Auction Insights

Why the best things come in small packages
Why the best things come in small packages Image

Valuable sculptures in miniature that go under the hammer at The Auction House next week are causing a stir in the world of netsuke collecting.  Nigel Kirk explains why the best things come in small packages…

If you don’t know what a netsuke is (or are) there is a good chance you will know of the book The Hare with Amber Eyes by Nottingham-born author and artist Edmund de Waal. His brilliantly conceived and executed explorations as themes such as ‘dialogues across time and space’, installations and exhibitions defy explanation, yet in their black and white minimalist and apparent simplicity they are, in my view, some of the most significant contemporary works of art.  That is a sign of hope in a hopelessly overcrowded field where anything labelled ‘Contemporary’ sells.  Just look at the commercial and, shamefully, some of the publicly-funded galleries in towns and cities around the country – the ‘Stuff’ (for that is what it is) is, frankly over hyped and worthless rubbish at colossal prices.  Try re-selling one of these so-called works of art and you will be disappointed.

Not so, I suggest, with Mr de Waal.  A powerful influence on this sensitive creative genius is the sense of homelessness and exile.  His unexpectedly best selling book appeared in 2010.  It is the story of his once very rich family’s exile during the Holocaust.  This gilded life in Europe was destroyed by the Nazis, the Gestapo seizing everything of value except, that is, for a collection of netsuke which a loyal family retainer secretly smuggled out of their former home under the noses of the Nazis.  One of them was the H,are which gave the book its title.

Netsuke are tiny Japanese carvings, some amazingly detailed that were originally intended to be used as toggles, securing the cords of a pouch that was worn instead of pockets in traditional Japanese dress.  By the 19th century any practical purpose had been abandoned and they became purely works of art.  They are found in wood or ivory, or less often in other materials.  Many are signed by the artist, some of whom seem to possess almost super-human ability.  Last November one example sold at auction in London for £220,000.

One of the highlights in Mellors & Kirk’s two day Fine Art Sale on Wednesday and Thursday is a small group of valuable antique netsuke, one of which is another hare with amber eyes.  Dating from the 19th century it too was carved in Osaka and closely resembles Edmund de Waal’s, which is now probably the most famous netsuke in the world.

The small collection was formed by a local man between 60-70 years ago and is being sold by a descendant.

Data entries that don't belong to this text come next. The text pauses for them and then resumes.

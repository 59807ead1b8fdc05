//! A geometry backed by a plug-in implementing the four callbacks through a
//! narrow ABI of integer sector indices and double-precision vectors
//! (`spec.md` §6). The plug-in owns its data; this type only borrows the
//! raw function pointers for the lifetime of the transport call.

use super::{DensityModel, Geometry, Sector, SectorLocation, TraceResult, Vector3};
use crate::density::Uniform;
use crate::error::{Error, Result};
use std::os::raw::{c_char, c_double, c_int};

/// Status codes returned by the plug-in callbacks. Anything other than `0`
/// is surfaced as [`Error::Geometry`].
pub const STATUS_OK: c_int = 0;

/// Raw callback table for an external geometry. Every function takes plain
/// pointers to doubles and returns an integer status code, mirroring
/// `pineappl_capi`'s `extern "C"` conventions.
#[derive(Clone, Copy)]
pub struct ExternalCallbacks {
    /// `locate(x[3]) -> sector index, or -1 if outside`.
    pub locate: unsafe extern "C" fn(*const c_double, *mut c_int) -> c_int,
    /// `trace(x[3], d[3], out_sector, out_distance) -> status`.
    pub trace: unsafe extern "C" fn(
        *const c_double,
        *const c_double,
        *mut c_int,
        *mut c_double,
    ) -> c_int,
    /// `column_density(x[3], d[3], t, out_lambda) -> status`.
    pub column_density:
        unsafe extern "C" fn(*const c_double, *const c_double, c_double, *mut c_double) -> c_int,
    /// `inverse_column(x[3], d[3], lambda, out_t, out_has_solution) -> status`.
    pub inverse_column: unsafe extern "C" fn(
        *const c_double,
        *const c_double,
        c_double,
        *mut c_double,
        *mut c_int,
    ) -> c_int,
    /// Number of sectors the plug-in exposes.
    pub sector_count: unsafe extern "C" fn() -> c_int,
    /// `sector_description(index, buffer, capacity) -> status`: writes a
    /// NUL-terminated material name for sector `index` into `buffer`.
    pub sector_description: unsafe extern "C" fn(c_int, *mut c_char, usize) -> c_int,
}

/// A geometry whose four queries are forwarded to an external plug-in.
#[derive(Clone)]
pub struct ExternalGeometry {
    callbacks: ExternalCallbacks,
    /// Sector metadata the host supplies alongside the plug-in: the
    /// material name per sector index (the ABI itself only exchanges
    /// integer indices, per `spec.md` §6).
    sectors: Vec<Sector>,
}

impl std::fmt::Debug for ExternalGeometry {
    fn fmt(&self, f: &mut std::fmt::Formatter<'_>) -> std::fmt::Result {
        f.debug_struct("ExternalGeometry")
            .field("sectors", &self.sectors)
            .finish_non_exhaustive()
    }
}

impl ExternalGeometry {
    /// Wraps a plug-in's callback table. `materials[i]` is the material
    /// filling sector `i`; its length must match `callbacks.sector_count()`.
    #[must_use]
    pub fn new(callbacks: ExternalCallbacks, materials: Vec<(String, String)>) -> Self {
        let sectors = materials
            .into_iter()
            .map(|(description, material)| Sector {
                description,
                material,
                // The plug-in owns the actual density field; this sector's
                // `density` is never consulted (column_density/inverse_column
                // are forwarded directly to the plug-in below).
                density: DensityModel::Uniform(Uniform { rho0: f64::NAN }),
            })
            .collect();
        Self { callbacks, sectors }
    }

    /// Builds a sector list by calling `sector_count` and then
    /// `sector_description` for each index, rather than relying on a
    /// host-supplied material list. The narrow ABI exchanges only the
    /// material name per sector; human-readable descriptions are the name
    /// itself (`spec.md` §6 names `sector_description` but does not split
    /// it from the material identity).
    ///
    /// # Errors
    ///
    /// Returns [`Error::Geometry`] if any callback reports a non-`0` status,
    /// or if a description is not valid UTF-8.
    pub fn from_callbacks(callbacks: ExternalCallbacks) -> Result<Self> {
        // SAFETY: `sector_count` takes no arguments; the ABI guarantees a
        // well-defined return for a conforming plug-in.
        let count = unsafe { (callbacks.sector_count)() };
        if count < 0 {
            return Err(Error::Geometry(format!("plug-in reported a negative sector count {count}")));
        }
        let mut sectors = Vec::with_capacity(count as usize);
        let mut buffer = vec![0 as c_char; 256];
        for index in 0..count {
            // SAFETY: `buffer` is a valid, `buffer.len()`-byte buffer for the
            // duration of this call.
            let status =
                unsafe { (callbacks.sector_description)(index, buffer.as_mut_ptr(), buffer.len()) };
            Self::check(status, "sector_description")?;
            // SAFETY: the plug-in is required to NUL-terminate within `buffer`.
            let name = unsafe { std::ffi::CStr::from_ptr(buffer.as_ptr()) }
                .to_str()
                .map_err(|_| Error::Geometry("sector_description returned invalid UTF-8".into()))?
                .to_string();
            sectors.push(Sector {
                description: name.clone(),
                material: name,
                density: DensityModel::Uniform(Uniform { rho0: f64::NAN }),
            });
        }
        Ok(Self { callbacks, sectors })
    }

    fn check(status: c_int, what: &str) -> Result<()> {
        if status == STATUS_OK {
            Ok(())
        } else {
            Err(Error::Geometry(format!("plug-in `{what}` returned status {status}")))
        }
    }
}

impl Geometry for ExternalGeometry {
    fn locate(&self, x: Vector3) -> SectorLocation {
        let xs = [x.x, x.y, x.z];
        let mut sector: c_int = -1;
        // SAFETY: `xs` is a valid 3-element buffer and `sector` a valid
        // out-parameter for the duration of this call, per the plug-in ABI.
        let status = unsafe { (self.callbacks.locate)(xs.as_ptr(), &mut sector) };
        if status != STATUS_OK || sector < 0 {
            SectorLocation::Outside
        } else {
            SectorLocation::Sector(sector as usize)
        }
    }

    fn trace(&self, x: Vector3, d: Vector3) -> TraceResult {
        let xs = [x.x, x.y, x.z];
        let ds = [d.x, d.y, d.z];
        let mut sector: c_int = -1;
        let mut distance: c_double = f64::INFINITY;
        // SAFETY: all pointers are valid, non-aliased buffers for the
        // duration of this call.
        let status = unsafe {
            (self.callbacks.trace)(xs.as_ptr(), ds.as_ptr(), &mut sector, &mut distance)
        };
        let location = if status != STATUS_OK || sector < 0 {
            SectorLocation::Outside
        } else {
            SectorLocation::Sector(sector as usize)
        };
        TraceResult { sector: location, distance }
    }

    fn column_density(&self, x: Vector3, d: Vector3, t: f64) -> Result<f64> {
        let xs = [x.x, x.y, x.z];
        let ds = [d.x, d.y, d.z];
        let mut lambda: c_double = 0.0;
        // SAFETY: see `locate`.
        let status = unsafe {
            (self.callbacks.column_density)(xs.as_ptr(), ds.as_ptr(), t, &mut lambda)
        };
        Self::check(status, "column_density")?;
        Ok(lambda)
    }

    fn inverse_column(&self, x: Vector3, d: Vector3, lambda: f64) -> Result<Option<f64>> {
        let xs = [x.x, x.y, x.z];
        let ds = [d.x, d.y, d.z];
        let mut t: c_double = 0.0;
        let mut has_solution: c_int = 0;
        // SAFETY: see `locate`.
        let status = unsafe {
            (self.callbacks.inverse_column)(
                xs.as_ptr(),
                ds.as_ptr(),
                lambda,
                &mut t,
                &mut has_solution,
            )
        };
        Self::check(status, "inverse_column")?;
        Ok((has_solution != 0).then_some(t))
    }

    fn sectors(&self) -> &[Sector] {
        &self.sectors
    }
}

#[cfg(test)]
mod tests {
    use super::*;

    // A half-space plug-in: sector 0 for z > 0, sector 1 for z < 0, matching
    // `spec.md` §8's scenario 6.
    unsafe extern "C" fn half_space_locate(x: *const c_double, out: *mut c_int) -> c_int {
        let z = unsafe { *x.add(2) };
        unsafe { *out = if z > 0.0 { 0 } else { 1 } };
        STATUS_OK
    }

    unsafe extern "C" fn half_space_trace(
        x: *const c_double,
        d: *const c_double,
        out_sector: *mut c_int,
        out_distance: *mut c_double,
    ) -> c_int {
        let z = unsafe { *x.add(2) };
        let dz = unsafe { *d.add(2) };
        unsafe { *out_sector = if z > 0.0 { 0 } else { 1 } };
        let distance = if dz.abs() < 1.0e-15 {
            f64::INFINITY
        } else {
            let t = -z / dz;
            if t > 0.0 { t } else { f64::INFINITY }
        };
        unsafe { *out_distance = distance };
        STATUS_OK
    }

    unsafe extern "C" fn stub_column_density(
        _x: *const c_double,
        _d: *const c_double,
        t: c_double,
        out: *mut c_double,
    ) -> c_int {
        unsafe { *out = t };
        STATUS_OK
    }

    unsafe extern "C" fn stub_inverse_column(
        _x: *const c_double,
        _d: *const c_double,
        lambda: c_double,
        out_t: *mut c_double,
        out_has_solution: *mut c_int,
    ) -> c_int {
        unsafe {
            *out_t = lambda;
            *out_has_solution = 1;
        }
        STATUS_OK
    }

    unsafe extern "C" fn two_sectors() -> c_int {
        2
    }

    unsafe extern "C" fn half_space_description(
        index: c_int,
        buffer: *mut c_char,
        capacity: usize,
    ) -> c_int {
        let name = if index == 0 { c"Air" } else { c"Rock" };
        let bytes = name.to_bytes_with_nul();
        if bytes.len() > capacity {
            return 1;
        }
        // SAFETY: `buffer` holds at least `capacity >= bytes.len()` bytes.
        unsafe { std::ptr::copy_nonoverlapping(bytes.as_ptr().cast(), buffer, bytes.len()) };
        STATUS_OK
    }

    fn half_space() -> ExternalGeometry {
        ExternalGeometry::new(
            ExternalCallbacks {
                locate: half_space_locate,
                trace: half_space_trace,
                column_density: stub_column_density,
                inverse_column: stub_inverse_column,
                sector_count: two_sectors,
                sector_description: half_space_description,
            },
            vec![
                ("upper".into(), "Air".into()),
                ("lower".into(), "Rock".into()),
            ],
        )
    }

    #[test]
    fn from_callbacks_discovers_both_sectors_by_name() {
        let geometry = ExternalGeometry::from_callbacks(ExternalCallbacks {
            locate: half_space_locate,
            trace: half_space_trace,
            column_density: stub_column_density,
            inverse_column: stub_inverse_column,
            sector_count: two_sectors,
            sector_description: half_space_description,
        })
        .unwrap();
        assert_eq!(geometry.sectors().len(), 2);
        assert_eq!(geometry.sectors()[0].material, "Air");
        assert_eq!(geometry.sectors()[1].material, "Rock");
    }

    #[test]
    fn locates_both_sides_of_the_half_space() {
        let geometry = half_space();
        assert_eq!(
            geometry.locate(Vector3::new(0.0, 0.0, 1.0)),
            SectorLocation::Sector(0)
        );
        assert_eq!(
            geometry.locate(Vector3::new(0.0, 0.0, -1.0)),
            SectorLocation::Sector(1)
        );
    }

    #[test]
    fn trace_reports_crossing_distance() {
        let geometry = half_space();
        let result = geometry.trace(Vector3::new(0.0, 0.0, -5.0), Vector3::new(0.0, 0.0, 1.0));
        assert_eq!(result.sector, SectorLocation::Sector(1));
        assert!((result.distance - 5.0).abs() < 1.0e-9);
    }
}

Several of his other netsuke include a Kyoto School squirrel, an amusing group of two monkeys with a giant persimmon fruit from Nagoya, a newly hatched chick, a particularly finely detailed quail on millet, also Kyoto, a terrapin, horse and an ebony frog.  My favourite is a lovely 4cm boxwood netsuke of baby hares or leverets, also carved in the 19th century, which should easily sell for £1,000-1,500.  A potential best seller is the sleeping tiger that is signed Tametaka. Dating from the 1870s it was carved at Nagoya and the estimate is £3,000-4,000.

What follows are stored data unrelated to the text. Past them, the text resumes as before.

//! Error types shared by every module in this crate.

use thiserror::Error;

/// Catch-all error for this crate.
#[derive(Debug, Error, PartialEq)]
pub enum Error {
    /// An element symbol or atomic number does not appear in the periodic table.
    #[error("unknown element `{0}`")]
    UnknownElement(String),
    /// An atomic number fell outside `[1, 118]`.
    #[error("bad atomic number {0}, expected 1..=118")]
    BadZ(i32),
    /// A composition had a non-positive fraction or a zero total.
    #[error("bad composition: {0}")]
    BadComposition(String),
    /// An unsupported `(method, mode, model)` triple was requested for a process.
    #[error("bad sampling configuration: {0}")]
    BadSampling(String),
    /// An energy was non-finite or not strictly positive.
    #[error("bad energy {0} MeV")]
    BadEnergy(f64),
    /// A geometry implementation (in particular an external plug-in) returned
    /// inconsistent sector or distance information.
    #[error("geometry error: {0}")]
    Geometry(String),
    /// A numerical guard triggered (log/exp overflow, negative column density
    /// beyond tolerance, ...).
    #[error("numerical error: {0}")]
    Numerical(String),
    /// Transport was requested before [`crate::material::MaterialRegistry::compile`].
    #[error("material registry has not been compiled")]
    NotCompiled,
}

/// Convenience alias for `Result<T, Error>`.
pub type Result<T> = std::result::Result<T, Error>;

Many people object to antique works of art made of ivory.  There is a real possibility that Parliament will soon impose a complete ban on the sale or exhibition, and who knows perhaps even the possession, of ivory antiques, such is the pressure to change the existing law, which allows the sale of those created before 1947.  This has undoubtedly caused owners to sell whilst they can but has depressed prices.  Yet despite The Hare with Amber Eyes being on the front cover of de Waal’s book it won countless literary prizes and was an overnight international best-seller.  Ethics and aesthetics, like morals and taste are strange bed fellows!